Parser for *.csv.gz traffic files. Requires Node.js 12 or later.
Example usage:
$ git clone https://github.com/bbar/traffic-parser.git traffic-parser
$ cd traffic-parser
$ yarn install # (or npm install)
$ node parse.js \
--sources="/some/path/a.csv.gz /some/path/b.csv.gz /some/path/c.csv.gz /some/path/d.csv.gz" \
--destination="/some/path/data/parsed/intervals" \
--weekdays="0,1,2,3,4,5,6" \
--batch=625 \
--sourceInterval=5 \
--targetInterval=60
Argument | Required | Type | Default | Description |
---|---|---|---|---|
sources | yes | String | Files to parse | |
destination | yes | String | Directory where parsed files are placed | |
weekdays | no | String | 0,1,2,3,4,5,6 | Weekdays to parse (0=Sunday) |
batch | no | Int | 625 | Max lines written to any file at once |
sourceInterval | no | Int | 5 | (Mins) Interval between traffic samples in the *.csv.gz file |
targetInterval | no | Int | 5 | (Mins) Desired interval between traffic samples for parsed files |
A quick note about the batch argument... A batch size of 625
means the code will parse 625 lines from a *.csv.gz
file, write those to disk, then parse another 625 lines, write to disk, …, until it’s done.

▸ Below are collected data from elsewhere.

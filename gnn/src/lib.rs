//! Two-layer graph-convolution classifier over constant node features.
//!
//! The model consumes [`GraphTensors`] and returns one raw score per class.
//! Weights come from an rkyv archive (see [`weights`]) and are never mutated
//! after load, so a loaded [`GnnClassifier`] can be shared across threads.

pub mod classifier;
pub mod error;
pub mod graph;
pub mod layers;
pub mod weights;

pub use classifier::{Architecture, GnnClassifier, GraphModel};
pub use error::ModelError;
pub use graph::GraphTensors;
pub use weights::{LayerWeights, ModelWeights};
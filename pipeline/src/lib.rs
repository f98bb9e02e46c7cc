pub mod label;
pub mod predictor;
pub mod tensors;
pub mod validate;

pub use label::{select_label, LabelError};
pub use predictor::{ModelHandle, PipelineError, Predictor};
pub use tensors::build_tensors;
pub use validate::{InputError, RawInput, Validator};
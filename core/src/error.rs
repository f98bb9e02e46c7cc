use serde::{Deserialize, Serialize};

#[derive(Debug, Clone, Copy, PartialEq, Eq, Serialize, Deserialize)]
#[serde(rename_all = "SCREAMING_SNAKE_CASE")]
pub enum ErrorCode {
    InvalidArgument,
    Unavailable,
    Internal,
}

impl std::fmt::Display for ErrorCode {
    fn fmt(&self, f: &mut std::fmt::Formatter<'_>) -> std::fmt::Result {
        let s = match self {
            ErrorCode::InvalidArgument => "INVALID_ARGUMENT",
            ErrorCode::Unavailable => "UNAVAILABLE",
            ErrorCode::Internal => "INTERNAL",
        };
        write!(f, "{}", s)
    }
}

/// Errors that cross the request boundary carry a stable code.
pub trait ServiceError: std::error::Error {
    fn error_code(&self) -> ErrorCode;
}
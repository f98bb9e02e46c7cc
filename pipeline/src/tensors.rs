use crate::validate::InputError;
use gnn::GraphTensors;
use graphclass_core::graph::EdgeList;
use ndarray::Array2;

/// Width of the constant node feature.
pub const NODE_FEATURE_DIM: usize = 1;

/// Node features are a constant `1.0` per node; the edge index keeps the
/// caller's order, duplicates included.
pub fn build_tensors(edges: &EdgeList) -> Result<GraphTensors, InputError> {
    let num_nodes = match edges.num_nodes() {
        Some(0) => return Err(InputError::NoNodes),
        Some(count) => count,
        None => {
            return Err(InputError::TooManyNodes {
                count: usize::MAX,
                limit: usize::MAX,
            })
        }
    };

    Ok(GraphTensors::new(
        Array2::ones((num_nodes, NODE_FEATURE_DIM)),
        edges.sources(),
        edges.targets(),
    ))
}
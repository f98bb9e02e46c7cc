use crate::classifier::Architecture;
use std::path::PathBuf;
use thiserror::Error;

#[derive(Debug, Error)]
pub enum ModelError {
    #[error("failed to access weights at {path}: {source}")]
    Io {
        path: PathBuf,
        #[source]
        source: std::io::Error,
    },
    #[error("corrupt weight archive: {0}")]
    CorruptWeights(String),
    #[error("unsupported weight format version {0}")]
    UnsupportedVersion(u32),
    #[error("weight serialization failed: {0}")]
    Serialization(String),
    #[error("architecture mismatch: expected {expected}, found {found}")]
    ArchitectureMismatch {
        expected: Architecture,
        found: Architecture,
    },
    #[error("malformed layer {layer}: {reason}")]
    MalformedLayer { layer: String, reason: String },
    #[error("invalid state_dict: {0}")]
    StateDict(String),
    #[error("expected {expected} input features per node, got {actual}")]
    FeatureMismatch { expected: usize, actual: usize },
    #[error("node {node} is out of range for a graph with {num_nodes} nodes")]
    NodeOutOfRange { node: usize, num_nodes: usize },
    #[error("feature matrix has {features} rows for a graph with {graph} nodes")]
    NodeCountMismatch { features: usize, graph: usize },
    #[error("edge index has {sources} sources but {targets} targets")]
    RaggedEdgeIndex { sources: usize, targets: usize },
    #[error("graph has no nodes")]
    EmptyGraph,
}

impl ModelError {
    /// True for failures to obtain usable weights, as opposed to a failed forward pass.
    pub fn is_load_error(&self) -> bool {
        matches!(
            self,
            ModelError::Io { .. }
                | ModelError::CorruptWeights(_)
                | ModelError::UnsupportedVersion(_)
                | ModelError::ArchitectureMismatch { .. }
                | ModelError::MalformedLayer { .. }
                | ModelError::StateDict(_)
        )
    }
}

If you set a batch limit of 30000
or so and haven't increased node's limit with --max-old-space-size
, V8 will likely explode with a memory error. Surprisingly (to me, anyway) setting a larger batch size doesn't mean better performance. I started at 20000
and kept cutting it in half until I saw the best performance, which was around 625
. So that's the default.